VATICAN CITY (CNS) — Women can be appointed heads of some offices of the Roman Curia, Pope Francis said, but that will not be enough to “recover the role” women should have in the Catholic Church.
“Women should be promoted,” he said May 16 during an audience with an international group of men and women religious working in the Diocese of Rome. But assigning a certain number of women to leadership positions is “simply functionalism,” he said.
What is important is to ensure that women have a voice and are listened to, he said, because the church needs their specific contributions.
“When we men are dealing with a problem, we arrive at a conclusion, but if we deal with the same problem along with women, the conclusion could be different. It could lead along the same path, but would be richer, stronger, more intuitive,” he said. “Women in the church must have this role,” because the church needs “the feminine genius.”
During the pope’s long meeting with the religious, he responded off the cuff to questions posed by two women and two men. But he also highlighted the stories and ministries of religious he has met during his two years as bishop of Rome and experiences he had previously as archbishop of Buenos Aires.
Amigonian Father Gaetano Greco asked the pope how the diocese and religious orders of men could help religious women find good spiritual directors and confessors.
Pope Francis responded that for both women and men religious finding a good spiritual director can be a problem either because a priest “does not understand what consecrated life is, or because he wants to involve himself in the charism and give it his own interpretation.”
Looking for a good confessor also can be difficult, he said. When going to confession, a religious doesn’t need “a nice chat between friends,” but he or she also does not need “one of those rigid ones.”
“In the other diocese I had,” he said, referring to Buenos Aires, “I always asked the sisters who came to me asking advice, ‘But tell me, in your community or congregation isn’t there a wise sister, a sister who lives your charism well, a good sister with experience? Ask her to be your spiritual director.'”
The pope said he once was told, “But she’s a woman!”
Spiritual direction, the pope said, “is not a charism exclusive to priests. It’s a charism of the laity.”
The pope said he was reading a book on obedience by St. Silouan of Mount Athos, who was a carpenter. “He wasn’t even a deacon, but he was a great spiritual director.”
Pope Francis encouraged religious superiors — of both men and women — to identify members of their congregation who are good and wise and patient, and get them training in spiritual direction.
“It’s not easy,” the pope said. “A spiritual director is one thing and a confessor is another. I go to a confessor, say what my sins are, feel condemned, then he forgives everything and I go forward.
“But with a spiritual director, I have to talk about what is in my heart. The examination of conscience isn’t the same for confession and for spiritual direction,” he said. “For confession, I have to look at where I was lacking, where I lost patience, if I was greedy — that kind of thing, those concrete things that are sinful.
“But in spiritual direction, I must examine what is happening in my heart, where the Spirit is moving, if I felt desolation or consolation, if I am tired, why I am sad: These are things to talk about with the man or woman who is my spiritual director,” he said.
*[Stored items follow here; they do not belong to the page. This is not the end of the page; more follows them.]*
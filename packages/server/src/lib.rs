#![cfg_attr(feature = "fail-on-warnings", deny(warnings))]
#![warn(clippy::all, clippy::pedantic, clippy::nursery, clippy::cargo)]
#![allow(clippy::multiple_crate_versions, clippy::cargo_common_metadata)]

//! Actix-Web API server for the Oslo housing-market map.
//!
//! Serves the district catalog, stats panels, district boundaries, the
//! selection/hover reducer and the valuation estimator as a JSON API, and
//! optionally the built front end from a static directory. The server is
//! stateless: the catalog and boundaries are immutable and shared, and the
//! per-visitor view state travels with each request.

mod handlers;
pub mod interactive;

use std::path::PathBuf;
use std::sync::Arc;

use actix_cors::Cors;
use actix_files::Files;
use actix_web::{App, HttpServer, middleware, web};
use oslo_market_district::Catalog;
use oslo_market_map::DistrictBoundaries;

/// Shared application state.
pub struct AppState {
    /// District catalog.
    pub catalog: Arc<Catalog>,
    /// District boundary polygons.
    pub boundaries: Arc<DistrictBoundaries>,
}

/// Server settings read from the environment.
#[derive(Debug, Clone, PartialEq, Eq)]
pub struct ServerConfig {
    /// Address to bind (`BIND_ADDR`, default `127.0.0.1`).
    pub bind_addr: String,
    /// Port to bind (`PORT`, default `8080`).
    pub port: u16,
    /// Directory with the built front end (`STATIC_DIR`, optional).
    pub static_dir: Option<PathBuf>,
}

impl Default for ServerConfig {
    fn default() -> Self {
        Self {
            bind_addr: "127.0.0.1".to_string(),
            port: 8080,
            static_dir: None,
        }
    }
}

impl ServerConfig {
    /// Reads the configuration from the process environment.
    #[must_use]
    pub fn from_env() -> Self {
        Self::from_lookup(|key| std::env::var(key).ok())
    }

    /// Builds the configuration from an arbitrary variable lookup. Invalid
    /// or missing values fall back to the defaults.
    #[must_use]
    pub fn from_lookup(lookup: impl Fn(&str) -> Option<String>) -> Self {
        let defaults = Self::default();

        let bind_addr = lookup("BIND_ADDR")
            .filter(|v| !v.trim().is_empty())
            .unwrap_or(defaults.bind_addr);

        let port = match lookup("PORT") {
            Some(p) => p.trim().parse().unwrap_or_else(|_| {
                log::warn!("Ignoring invalid PORT value {p:?}, using {}", defaults.port);
                defaults.port
            }),
            None => defaults.port,
        };

        let static_dir = lookup("STATIC_DIR")
            .filter(|v| !v.trim().is_empty())
            .map(PathBuf::from);

        Self {
            bind_addr,
            port,
            static_dir,
        }
    }
}

/// Registers the `/api` routes.
pub fn configure_api(cfg: &mut web::ServiceConfig) {
    cfg.service(
        web::scope("/api")
            .route("/health", web::get().to(handlers::health))
            .route("/districts", web::get().to(handlers::districts))
            .route("/districts/{id}", web::get().to(handlers::district))
            .route("/boundaries", web::get().to(handlers::boundaries))
            .route("/boundaries/lookup", web::get().to(handlers::lookup))
            .route("/view", web::post().to(handlers::view))
            .route("/valuation", web::post().to(handlers::valuation)),
    );
}

/// Loads the catalog and boundaries into shared state.
///
/// # Errors
///
/// Returns an `std::io::Error` if the embedded catalog or boundary data
/// fail to load.
pub fn load_state() -> std::io::Result<AppState> {
    let catalog = Catalog::load().map_err(std::io::Error::other)?;
    let boundaries = DistrictBoundaries::load().map_err(std::io::Error::other)?;

    for id in boundaries.unknown_ids(&catalog) {
        log::warn!("Boundary '{id}' has no district record; it will display the Oslo figures");
    }

    Ok(AppState {
        catalog: Arc::new(catalog),
        boundaries: Arc::new(boundaries),
    })
}

/// Starts the API server with the given configuration.
///
/// This is a regular async function: the caller provides the runtime (e.g.
/// via `#[actix_web::main]`) and initialises logging.
///
/// # Errors
///
/// Returns an `std::io::Result` error if the embedded data fail to load, or
/// the HTTP server fails to bind or encounters a runtime error.
#[allow(clippy::future_not_send)]
pub async fn run_server(config: ServerConfig) -> std::io::Result<()> {
    log::info!("Loading district catalog and boundaries...");
    let state = web::Data::new(load_state()?);
    log::info!(
        "Loaded {} districts",
        state.catalog.list_districts().len()
    );

    let static_dir = config.static_dir.filter(|dir| {
        let exists = dir.is_dir();
        if !exists {
            log::warn!("STATIC_DIR {} is not a directory, not serving it", dir.display());
        }
        exists
    });

    log::info!("Starting server on {}:{}", config.bind_addr, config.port);

    HttpServer::new(move || {
        let cors = Cors::permissive();

        let mut app = App::new()
            .wrap(cors)
            .wrap(middleware::Logger::default())
            .app_data(state.clone())
            .configure(configure_api);

        if let Some(dir) = &static_dir {
            // Serve frontend static files (production)
            app = app.service(Files::new("/", dir.clone()).index_file("index.html"));
        }

        app
    })
    .bind((config.bind_addr, config.port))?
    .run()
    .await
}

#[cfg(test)]
mod tests {
    use super::*;
    use std::collections::BTreeMap;

    fn lookup(vars: &[(&str, &str)]) -> impl Fn(&str) -> Option<String> {
        let map: BTreeMap<String, String> = vars
            .iter()
            .map(|(k, v)| ((*k).to_string(), (*v).to_string()))
            .collect();
        move |key| map.get(key).cloned()
    }

    #[test]
    fn config_defaults() {
        assert_eq!(ServerConfig::from_lookup(lookup(&[])), ServerConfig::default());
    }

    #[test]
    fn config_reads_variables() {
        let config = ServerConfig::from_lookup(lookup(&[
            ("BIND_ADDR", "0.0.0.0"),
            ("PORT", "9090"),
            ("STATIC_DIR", "app/dist"),
        ]));
        assert_eq!(config.bind_addr, "0.0.0.0");
        assert_eq!(config.port, 9090);
        assert_eq!(config.static_dir, Some(PathBuf::from("app/dist")));
    }

    #[test]
    fn invalid_port_falls_back_to_default() {
        let config = ServerConfig::from_lookup(lookup(&[("PORT", "eighty")]));
        assert_eq!(config.port, 8080);
        let config = ServerConfig::from_lookup(lookup(&[("PORT", "70000")]));
        assert_eq!(config.port, 8080);
    }

    #[test]
    fn embedded_state_loads() {
        let state = load_state().unwrap();
        assert!(state.boundaries.unknown_ids(&state.catalog).is_empty());
    }
}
“When you find a consecrated man or woman who cannot discern what is happening in his or her heart, who cannot discern a decision, it’s a failing of spiritual direction,” the pope said. “This is something only a wise man or wise woman can do.”
Iwona Langa, a consecrated virgin, asked the pope how married couples and consecrated people can help each other realize they both have a vocation to love and they can support one another in their fidelity to that love.
The key, the pope said, is to remember that love is concrete.
“Your love as a woman is a concrete, maternal love,” he said. The 25th chapter of Matthew’s Gospel outlines just how concrete Christian love is to be: among other things, it involves feeding the hungry, clothing the naked, visiting prisoners.
Scalabrinian Father Gaetano Saracino, pastor of a parish Pope Francis visited in March, asked how religious orders, new movements, Catholic associations and the diocese could work together better, valuing the identity and gifts of each.
Saying he would be blunt because “I am a bishop and a religious,” the Jesuit Pope Francis told the religious, “One of the most difficult things for a bishop is to create harmony in the diocese.”
Sometimes, the pope said, it may be true that the bishop sees religious as “stopgaps” or fillers. “But put yourself in the bishop’s place. You have a parish with a great religious as pastor; three years later the provincial comes and says, ‘I’m changing this one and sending you another.’ The bishops suffer from this kind of attitude.”
Religious tell the bishop, “we had a chapter and the chapter decided,” he said. Well, the bishop is trying to run a diocese and sometimes it seems that “many religious women and men pass their lives if not in chapters, then in verses,” he said, making a play on words while also making fun of endless meetings.